== THE TASK ==
With the first line below as the start and the line containing "QualityRule::IdPresent => records.iter().filter(|r|" as the end, copy every line between them exactly, ends included.

== TASK INPUT ==
>>>>>
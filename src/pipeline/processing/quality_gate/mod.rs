use serde::Serialize;
use std::collections::{BTreeSet, HashSet};
use tracing::{info, instrument, warn};

use crate::constants::{self, MAX_LATITUDE, MIN_LATITUDE};
use crate::domain::{RawRecord, Record};

pub mod cleaner;
pub mod report;

pub use cleaner::{CleanRecordSet, DropCounts};
pub use report::QualityReport;

/// The fixed set of quality rules, in evaluation order
#[derive(Debug, Clone, Copy, PartialEq, Eq, Hash, Serialize)]
pub enum QualityRule {
    /// Every record carries an id
    IdPresent,
    /// No two records share an id
    IdUnique,
    /// Numeric latitudes lie in [-90, 90]
    LatitudeInRange,
    /// Every category value is in the accepted set
    CategoryValid,
}

impl QualityRule {
    pub const ALL: [QualityRule; 4] = [
        QualityRule::IdPresent,
        QualityRule::IdUnique,
        QualityRule::LatitudeInRange,
        QualityRule::CategoryValid,
    ];

    /// Name persisted in the quality table
    pub fn name(self) -> &'static str {
        match self {
            QualityRule::IdPresent => "ID Not Null",
            QualityRule::IdUnique => "ID is Unique",
            QualityRule::LatitudeInRange => "Latitude in Range",
            QualityRule::CategoryValid => "Brewery Type is Valid",
        }
    }

    fn count_violations(self, records: &[Record], config: &QualityGateConfig) -> usize {
        match self {
            QualityRule::IdPresent => records.iter().filter(|r| !has_id(r)).count(),
            QualityRule::IdUnique => {
                let mut seen = HashSet::new();
                records
                    .iter()
                    .filter_map(|r| r.id.as_ref())
                    .filter(|id| !seen.insert(*id))
                    .count()
            }
            QualityRule::LatitudeInRange => {
                records.iter().filter(|r| !latitude_in_range(r)).count()
            }
            // Distinct values, not occurrences. An absent category is not a value.
            QualityRule::CategoryValid => records
                .iter()
                .filter_map(|r| r.category.as_deref())
                .filter(|c| !config.accepts(c))
                .collect::<BTreeSet<_>>()
                .len(),
        }
    }

    fn describe(self, violations: usize) -> String {
        match (self, violations) {
            (QualityRule::IdPresent, 0) => {
                "Success: found 0 null values in the id column.".to_string()
            }
            (QualityRule::IdPresent, n) => format!("Found {} null values in the id column.", n),
            (QualityRule::IdUnique, 0) => "Success: found 0 duplicate ids.".to_string(),
            (QualityRule::IdUnique, n) => format!("Found {} duplicate ids.", n),
            (QualityRule::LatitudeInRange, 0) => {
                "Success: all valid latitudes are within the [-90, 90] range (0 outside)."
                    .to_string()
            }
            (QualityRule::LatitudeInRange, n) => {
                format!("Found {} latitudes outside the valid [-90, 90] range.", n)
            }
            (QualityRule::CategoryValid, 0) => {
                "Success: found 0 brewery types not in the accepted list.".to_string()
            }
            (QualityRule::CategoryValid, n) => {
                format!("Found {} brewery types not in the accepted list.", n)
            }
        }
    }

    /// Evaluate this rule over the whole collection
    pub fn evaluate(self, records: &[Record], config: &QualityGateConfig) -> RuleResult {
        let violations = self.count_violations(records, config);
        RuleResult {
            rule: self,
            name: self.name().to_string(),
            passed: violations == 0,
            violations,
            description: self.describe(violations),
        }
    }
}

/// Outcome of one rule over one record collection
#[derive(Debug, Clone, PartialEq, Eq, Serialize)]
pub struct RuleResult {
    #[serde(skip)]
    pub rule: QualityRule,
    pub name: String,
    pub passed: bool,
    pub violations: usize,
    pub description: String,
}

/// Configuration for the quality rules
#[derive(Debug, Clone)]
pub struct QualityGateConfig {
    /// Category values accepted by the category rule
    pub accepted_categories: BTreeSet<String>,
    /// Name of the record field holding the category
    pub category_field: String,
}

impl QualityGateConfig {
    pub fn new<I>(accepted_categories: I, category_field: impl Into<String>) -> Self
    where
        I: IntoIterator<Item = String>,
    {
        Self {
            accepted_categories: accepted_categories.into_iter().collect(),
            category_field: category_field.into(),
        }
    }

    pub fn accepts(&self, category: &str) -> bool {
        self.accepted_categories.contains(category)
    }
}

impl Default for QualityGateConfig {
    fn default() -> Self {
        Self::new(
            constants::default_accepted_categories(),
            constants::CATEGORY_FIELD,
        )
    }
}

pub(crate) fn has_id(record: &Record) -> bool {
    record.id.is_some()
}

/// Absent latitude never violates the range rule
pub(crate) fn latitude_in_range(record: &Record) -> bool {
    record
        .latitude
        .map_or(true, |lat| (MIN_LATITUDE..=MAX_LATITUDE).contains(&lat))
}

/// Validates and cleans record collections against the fixed rule set
#[derive(Debug, Clone, Default)]
pub struct QualityGate {
    config: QualityGateConfig,
}

impl QualityGate {
    pub fn new(config: QualityGateConfig) -> Self {
        Self { config }
    }

    pub fn config(&self) -> &QualityGateConfig {
        &self.config
    }

    /// Parse raw JSON values into typed records using the configured category field
    pub fn parse_records(&self, raw: &[RawRecord]) -> Vec<Record> {
        Record::from_values(raw, &self.config.category_field)
    }

    /// Run every rule in order. An empty collection yields no results.
    pub fn check(&self, records: &[Record]) -> Vec<RuleResult> {
        if records.is_empty() {
            return Vec::new();
        }
        QualityRule::ALL
            .iter()
            .map(|rule| rule.evaluate(records, &self.config))
            .collect()
    }

    /// Run every rule and wrap the results in a timestamped report
    #[instrument(skip(self, records), fields(record_count = records.len()))]
    pub fn evaluate(&self, records: &[Record]) -> QualityReport {
        let results = self.check(records);
        for result in &results {
            if result.passed {
                info!(rule = result.name.as_str(), "PASS: {}", result.description);
            } else {
                warn!(rule = result.name.as_str(), "FAIL: {}", result.description);
            }
        }
        QualityReport::build(results)
    }
}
<<<<<
== RESPONSE ==
filename src/pipeline/processing/quality_gate/mod.rs
use serde::Serialize;
use std::collections::{BTreeSet, HashSet};
use tracing::{info, instrument, warn};

use crate::constants::{self, MAX_LATITUDE, MIN_LATITUDE};
use crate::domain::{RawRecord, Record};

pub mod cleaner;
pub mod report;

pub use cleaner::{CleanRecordSet, DropCounts};
pub use report::QualityReport;

/// The fixed set of quality rules, in evaluation order
#[derive(Debug, Clone, Copy, PartialEq, Eq, Hash, Serialize)]
pub enum QualityRule {
    /// Every record carries an id
    IdPresent,
    /// No two records share an id
    IdUnique,
    /// Numeric latitudes lie in [-90, 90]
    LatitudeInRange,
    /// Every category value is in the accepted set
    CategoryValid,
}

impl QualityRule {
    pub const ALL: [QualityRule; 4] = [
        QualityRule::IdPresent,
        QualityRule::IdUnique,
        QualityRule::LatitudeInRange,
        QualityRule::CategoryValid,
    ];

    /// Name persisted in the quality table
    pub fn name(self) -> &'static str {
        match self {
            QualityRule::IdPresent => "ID Not Null",
            QualityRule::IdUnique => "ID is Unique",
            QualityRule::LatitudeInRange => "Latitude in Range",
            QualityRule::CategoryValid => "Brewery Type is Valid",
        }
    }

    fn count_violations(self, records: &[Record], config: &QualityGateConfig) -> usize {
        match self {
            QualityRule::IdPresent => records.iter().filter(|r| !has_id(r)).count(),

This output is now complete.